Charles Frederick Millspaugh (June 20, 1854 - September 15, 1923) was an American botanist, botanical illustrator, and physician. He was the founding curator of botany at the Field Museum of Natural History from 1897 until his death, where he was instrumental in collecting and organizing the museum's vast botanical collections.

== Life and career ==
Millspaugh was born in Ithaca, New York, on June 20, 1854. He was a nephew of Ezra Cornell, founder of Cornell University. Millspaugh attended Cornell from 1872 to 1875 and then New York Homeopathic Medical College, earning his medical degree in 1881. He practiced medicine in Binghamton, New York, until 1890. Drawn to botany since a chance meeting in his youth with Louis Agassiz, he decided to change careers.

From 1891 to 1892, Millspaugh taught botany at West Virginia University. In 1894 he was appointed as the newly established Field Museum of Natural History's first Curator of Botany, a position he held until his death. He collected and indexed the museum's vast botanical collections. From 1897 to 1923 he served as professor of medical botany at the Chicago Homeopathic Medical College.
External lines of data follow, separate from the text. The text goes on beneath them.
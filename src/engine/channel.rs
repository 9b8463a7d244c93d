// Copyright (c) 2025 Steve Wagner (ciroque@live.com)
// SPDX-License-Identifier: MIT

//! Many-producer, single-consumer command queue with one-shot results.
//!
//! Any thread may [`submit`](CommandSender::submit) an operation and get a
//! [`CommandFuture`] back. The single consumer pops commands in strict FIFO
//! order and either executes them against its state or abandons them. Every
//! future resolves exactly once: with the operation's outcome, or with
//! [`EngineError::ShuttingDown`] when the command never ran.
//!
//! The queue is unbounded; there is no backpressure.

use std::any::Any;
use std::future::Future;
use std::marker::PhantomData;
use std::panic::{self, AssertUnwindSafe};
use std::pin::Pin;
use std::task::{Context, Poll};
use std::thread::Thread;

use tokio::sync::{mpsc, oneshot};

use crate::errors::EngineError;
use crate::observability::messages::engine::CommandFailed;
use crate::observability::messages::StructuredLog;

/// A queued unit of work against state `S`.
pub(crate) trait Operation<S>: Send {
    /// Run against the state and complete the caller's future.
    fn execute(self: Box<Self>, state: &mut S);

    /// Complete the caller's future without running.
    fn abandon(self: Box<Self>);
}

pub(crate) type Command<S> = Box<dyn Operation<S>>;

struct Pending<S, T, F> {
    label: &'static str,
    op: F,
    reply: oneshot::Sender<Result<T, EngineError>>,
    _state: PhantomData<fn(&mut S)>,
}

impl<S, T, F> Operation<S> for Pending<S, T, F>
where
    F: FnOnce(&mut S) -> Result<T, EngineError> + Send + 'static,
    T: Send + 'static,
{
    fn execute(self: Box<Self>, state: &mut S) {
        let Pending {
            label, op, reply, ..
        } = *self;

        let result = panic::catch_unwind(AssertUnwindSafe(|| op(state)))
            .unwrap_or_else(|payload| Err(EngineError::CommandPanicked(panic_message(payload.as_ref()))));

        if let Err(error) = &result {
            CommandFailed {
                command: label,
                error,
            }
            .log();
        }

        // The caller may have dropped its future; the outcome is then discarded.
        let _ = reply.send(result);
    }

    fn abandon(self: Box<Self>) {
        let _ = self.reply.send(Err(EngineError::ShuttingDown));
    }
}

pub(crate) fn panic_message(payload: &(dyn Any + Send)) -> String {
    if let Some(message) = payload.downcast_ref::<&str>() {
        (*message).to_string()
    } else if let Some(message) = payload.downcast_ref::<String>() {
        message.clone()
    } else {
        "non-string panic payload".to_string()
    }
}

/// Create a connected sender/receiver pair.
pub(crate) fn channel<S>() -> (CommandSender<S>, CommandReceiver<S>) {
    let (tx, rx) = mpsc::unbounded_channel();
    (
        CommandSender { tx, waker: None },
        CommandReceiver { rx },
    )
}

/// Producer side. Cheap to clone.
pub(crate) struct CommandSender<S> {
    tx: mpsc::UnboundedSender<Command<S>>,
    waker: Option<Thread>,
}

impl<S> Clone for CommandSender<S> {
    fn clone(&self) -> Self {
        Self {
            tx: self.tx.clone(),
            waker: self.waker.clone(),
        }
    }
}

impl<S: 'static> CommandSender<S> {
    /// Unpark `thread` after every submission.
    pub fn with_waker(mut self, thread: Thread) -> Self {
        self.waker = Some(thread);
        self
    }

    pub fn submit<T, F>(&self, label: &'static str, op: F) -> CommandFuture<T>
    where
        F: FnOnce(&mut S) -> Result<T, EngineError> + Send + 'static,
        T: Send + 'static,
    {
        let (reply, receiver) = oneshot::channel();
        let command: Command<S> = Box::new(Pending {
            label,
            op,
            reply,
            _state: PhantomData,
        });

        match self.tx.send(command) {
            Ok(()) => self.wake(),
            Err(mpsc::error::SendError(command)) => command.abandon(),
        }

        CommandFuture { receiver }
    }

    pub fn wake(&self) {
        if let Some(thread) = &self.waker {
            thread.unpark();
        }
    }
}

/// Consumer side, owned by the execution loop.
pub(crate) struct CommandReceiver<S> {
    rx: mpsc::UnboundedReceiver<Command<S>>,
}

impl<S> CommandReceiver<S> {
    /// Non-blocking pop of the oldest command.
    pub fn try_next(&mut self) -> Option<Command<S>> {
        self.rx.try_recv().ok()
    }

    /// Refuse further submissions and abandon everything still queued.
    ///
    /// Returns the number of abandoned commands.
    pub fn close_and_abandon(&mut self) -> usize {
        self.rx.close();
        let mut abandoned = 0;
        while let Ok(command) = self.rx.try_recv() {
            command.abandon();
            abandoned += 1;
        }
        abandoned
    }
}

/// The caller's handle on a submitted command.
///
/// Resolves to the command's result. Can be awaited from async code or
/// waited on with [`wait`](Self::wait) from a plain thread.
#[must_use = "a command's outcome is only observable through its future"]
pub struct CommandFuture<T> {
    receiver: oneshot::Receiver<Result<T, EngineError>>,
}

impl<T> CommandFuture<T> {
    /// Block the current thread until the command completes.
    ///
    /// Panics if called from within an async runtime.
    pub fn wait(self) -> Result<T, EngineError> {
        self.receiver
            .blocking_recv()
            .unwrap_or(Err(EngineError::ShuttingDown))
    }

    /// The result, if the command has completed.
    pub fn try_result(&mut self) -> Option<Result<T, EngineError>> {
        match self.receiver.try_recv() {
            Ok(result) => Some(result),
            Err(oneshot::error::TryRecvError::Empty) => None,
            Err(oneshot::error::TryRecvError::Closed) => Some(Err(EngineError::ShuttingDown)),
        }
    }
}

impl<T> Future for CommandFuture<T> {
    type Output = Result<T, EngineError>;

    fn poll(mut self: Pin<&mut Self>, cx: &mut Context<'_>) -> Poll<Self::Output> {
        Pin::new(&mut self.receiver)
            .poll(cx)
            .map(|received| received.unwrap_or(Err(EngineError::ShuttingDown)))
    }
}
He also taught botany at the University of Chicago, first as a lecturer in 1895 and later as associate professor of economic botany. He was a fellow of the American Association for the Advancement of Science (AAAS) and a member of the Torrey Botanical Society and the Explorers Club.

Millspaugh conducted explorations throughout the United States and Mexico, the West Indies, Brazil, and other parts of South America. He wrote and illustrated the magisterial American Medicinal Plants (1887), published in ten volumes with 180 full-color plates that he painted himself. He also wrote Flora of West Virginia (1896), Contribution I-III to the Coastal and Plain Flora of Yucatán (1895-1898), Flora of Santa Catalina Island (1923), and many articles in scientific and popular journals. He was a skilled scientific illustrator and artist, producing the majority of the illustrations for his publications.

The genera Millspaughia B.L.Rob. and Neomillspaughia S.F.Blake (Polygonaceae) were named in his honor.